Jordan Wolfson (b. 1980, New York) graduated from the Rhode Island School of Design in 2003 and currently lives and works in New York. He was the recipient of the prestigious Cartier Award in 2009, was included in the 2006 Whitney Biennial and has been the subject of solo exhibitions and screenings in national and international museums and cultural institutions, including Midway Contemporary Art, Minneapolis, Minnesota (2012); Kunstsammlung Nordrhein-Westfalen, Düsseldorf (2011); CCA Wattis Institute for Contemporary Arts, San Francisco (2009); Swiss Institute, New York (2008); GAMeC, Bergamo, Italy (2007); and Kunsthalle Zürich (2004).

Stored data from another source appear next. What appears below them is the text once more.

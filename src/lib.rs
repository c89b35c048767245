//! # Pageflow: a declarative page-template engine
//!
//! `pageflow` turns JSON or YAML page documents into rendered widget trees.
//! Templates describe *what* a page contains (widgets, bindings, conditions,
//! loops, fragments, actions) and the engine renders them against live state
//! and host data:
//!
//! - **Schema**: typed template/fragment documents with serde round-tripping.
//! - **Validation**: total, path-keyed diagnostics (`widgets.2.children.0.type`)
//!   that never panic, whatever the input.
//! - **Parsing**: JSON and YAML with format sniffing; parse results are plain
//!   result objects, never exceptions.
//! - **Widget registry**: an injected adapter table deciding which widget
//!   types exist and how their props are shaped; no global state.
//! - **Rendering**: condition gating, loop expansion, data binding, fragment
//!   splicing and layout translation, with every soft failure logged and
//!   degraded instead of raised.
//! - **Actions & state**: a shallow-merge state store plus a synchronous
//!   action dispatcher with host callback hooks.
//!
//! # Quick start
//!
//! ```rust
//! use pageflow::{parse_template, render_page, WidgetRegistry};
//!
//! let doc = r#"{
//!     "id": "welcome",
//!     "name": "Welcome",
//!     "widgets": [
//!         {"type": "text", "props": {"text": "Hello"}, "bindings": {"text": "user.name"}}
//!     ]
//! }"#;
//!
//! let registry = WidgetRegistry::with_builtins();
//! let outcome = parse_template(doc, None, &registry);
//! let template = outcome.data.expect("document is valid");
//!
//! let data = serde_json::json!({"user": {"name": "Ada"}});
//! let page = render_page(&template, &registry, data.as_object().cloned().unwrap());
//! assert_eq!(page.widgets[0].props["text"], "Ada");
//! ```

pub mod dsl;
pub mod error;
pub mod evaluator;
pub mod runtime;
pub mod widgets;

pub use crate::dsl::{
    assert_valid_fragment, assert_valid_template, detect_format, format_for_path,
    is_valid_fragment, is_valid_template, load_template_file,
    merge_fragments_into_template, parse_fragment, parse_fragment_file, parse_template,
    parse_template_file, parse_templates, serialize_fragment_to_json, serialize_fragment_to_yaml,
    serialize_template_to_json, serialize_template_to_yaml, validate_fragment, validate_template,
    ActionConfig, ActionKind, Diagnostic, DiagnosticLevel, FlexDirection, FragmentParseOutcome,
    FragmentPropSpec, LayoutConfig, LayoutType, LoaderConfig, LoopSpec, PageTemplate, ParseOutcome,
    StateConfig, TemplateFormat, TemplateFragment, TemplateParseOutcome, ValidationReport,
    WidgetNode,
};
pub use crate::error::{TemplateError, TemplateResult};
pub use crate::evaluator::{evaluate_condition, parse_condition, Scope};
pub use crate::runtime::{
    render_page, ActionDispatcher, ActionHandler, HostCallbacks, LayoutHints, PageRenderer,
    PageState, RenderedNode, RenderedPage,
};
pub use crate::widgets::{PropMap, TransformContext, WidgetAdapter, WidgetKind, WidgetRegistry};
use parking_lot::RwLock;
use serde_json::{Map, Value};

/// Mutable page state for one renderer, seeded from the template's
/// `state.initial` block. Shared between the renderer and the action
/// dispatcher behind an `Arc`.
#[derive(Debug, Default)]
pub struct PageState {
    values: RwLock<Map<String, Value>>,
}

impl PageState {
    pub fn new(initial: Map<String, Value>) -> Self {
        Self {
            values: RwLock::new(initial),
        }
    }

    /// Copy of the current state object.
    pub fn snapshot(&self) -> Map<String, Value> {
        self.values.read().clone()
    }

    pub fn get(&self, key: &str) -> Option<Value> {
        self.values.read().get(key).cloned()
    }

    /// Shallow merge: each top-level key in `updates` replaces the existing
    /// entry wholesale, untouched keys survive. Nested objects are never
    /// merged recursively.
    pub fn apply_updates(&self, updates: &Map<String, Value>) {
        let mut values = self.values.write();
        for (key, value) in updates {
            values.insert(key.clone(), value.clone());
        }
    }
}
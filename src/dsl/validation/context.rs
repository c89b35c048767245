//! Per-invocation validation context.

use super::types::{Diagnostic, DiagnosticLevel, ValidationReport};

/// Carries the path stack and collected findings for one validation pass.
///
/// One context is allocated per `validate_*` call and discarded with it, so
/// concurrent validations of different documents never share state.
pub(crate) struct ValidationContext {
    segments: Vec<String>,
    diagnostics: Vec<Diagnostic>,
    state_keys: Vec<String>,
}

impl ValidationContext {
    pub fn new() -> Self {
        ValidationContext {
            segments: Vec::new(),
            diagnostics: Vec::new(),
            state_keys: Vec::new(),
        }
    }

    pub fn push(&mut self, segment: &str) {
        self.segments.push(segment.to_string());
    }

    pub fn push_index(&mut self, index: usize) {
        self.segments.push(index.to_string());
    }

    pub fn pop(&mut self) {
        self.segments.pop();
    }

    /// Dotted path of the current position, e.g. `widgets.2.children.0`.
    pub fn path(&self) -> String {
        self.segments.join(".")
    }

    pub fn error(&mut self, code: &str, message: impl Into<String>) {
        self.diagnostics.push(Diagnostic {
            level: DiagnosticLevel::Error,
            code: code.to_string(),
            message: message.into(),
            path: self.path(),
        });
    }

    /// Emit an error one segment deeper, leaving the stack as it was.
    pub fn error_at(&mut self, segment: &str, code: &str, message: impl Into<String>) {
        self.push(segment);
        self.error(code, message);
        self.pop();
    }

    pub fn warning(&mut self, code: &str, message: impl Into<String>) {
        self.diagnostics.push(Diagnostic {
            level: DiagnosticLevel::Warning,
            code: code.to_string(),
            message: message.into(),
            path: self.path(),
        });
    }

    pub fn has_errors(&self) -> bool {
        self.diagnostics
            .iter()
            .any(|d| d.level == DiagnosticLevel::Error)
    }

    /// Remember a declared `state.initial` key for later cross-checks.
    pub fn record_state_key(&mut self, key: &str) {
        self.state_keys.push(key.to_string());
    }

    pub fn state_keys(&self) -> &[String] {
        &self.state_keys
    }

    pub fn into_report(self) -> ValidationReport {
        ValidationReport::from_diagnostics(self.diagnostics)
    }
}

In June 2013, S.M.A.K., Ghent will present Wolfson’s most comprehensive survey exhibition to date.
Jordan Wolfson: Raspberry Poser is funded in part with generous support from Jill and Peter Kraus; Isabelle and Charles Berkovic; James Lindon; Brooke and Daniel Neidich; Johann König, Berlin; and T293, Naples/Rome. In-kind sponsorship provided by Dazian Creative Fabric Environments. The Standard is the official hotel of REDCAT.
Raspberry Poser is co-produced by REDCAT and the Stedelijk Museum voor Actuele Kunst (S.M.A.K.), Ghent, Belgium.
Gallery at REDCAT aims to support, present, commission and nurture new creative insights through dynamic projects and challenging ideas. The Gallery presents five exhibitions every year, often of newly commissioned work that represents the artist’s first major presentation in the U.S. or Los Angeles. The Gallery also maintains an active publishing program producing as many as two major monographs per year. Proceeding from the geographic and cultural specificities of Los Angeles, its program emphasizes artistic production of the Pacific Rim—namely Mexico, Central and South America and Asia—as regions that are of vital significance to California. The Gallery aims to facilitate dialogue between local and international artists contributing to a greater understanding of the social, political and cultural contexts that inform contemporary artistic practice.
Gallery at REDCAT is open Tuesdays through Sundays from noon to 6pm or until intermission. It is closed Mondays and major holidays. Admission to the Gallery at REDCAT is always free.
REDCAT is located at the corner of W. 2nd and Hope Streets, inside the Walt Disney Concert Hall complex in downtown Los Angeles (631 West 2nd Street, Los Angeles, CA 90012).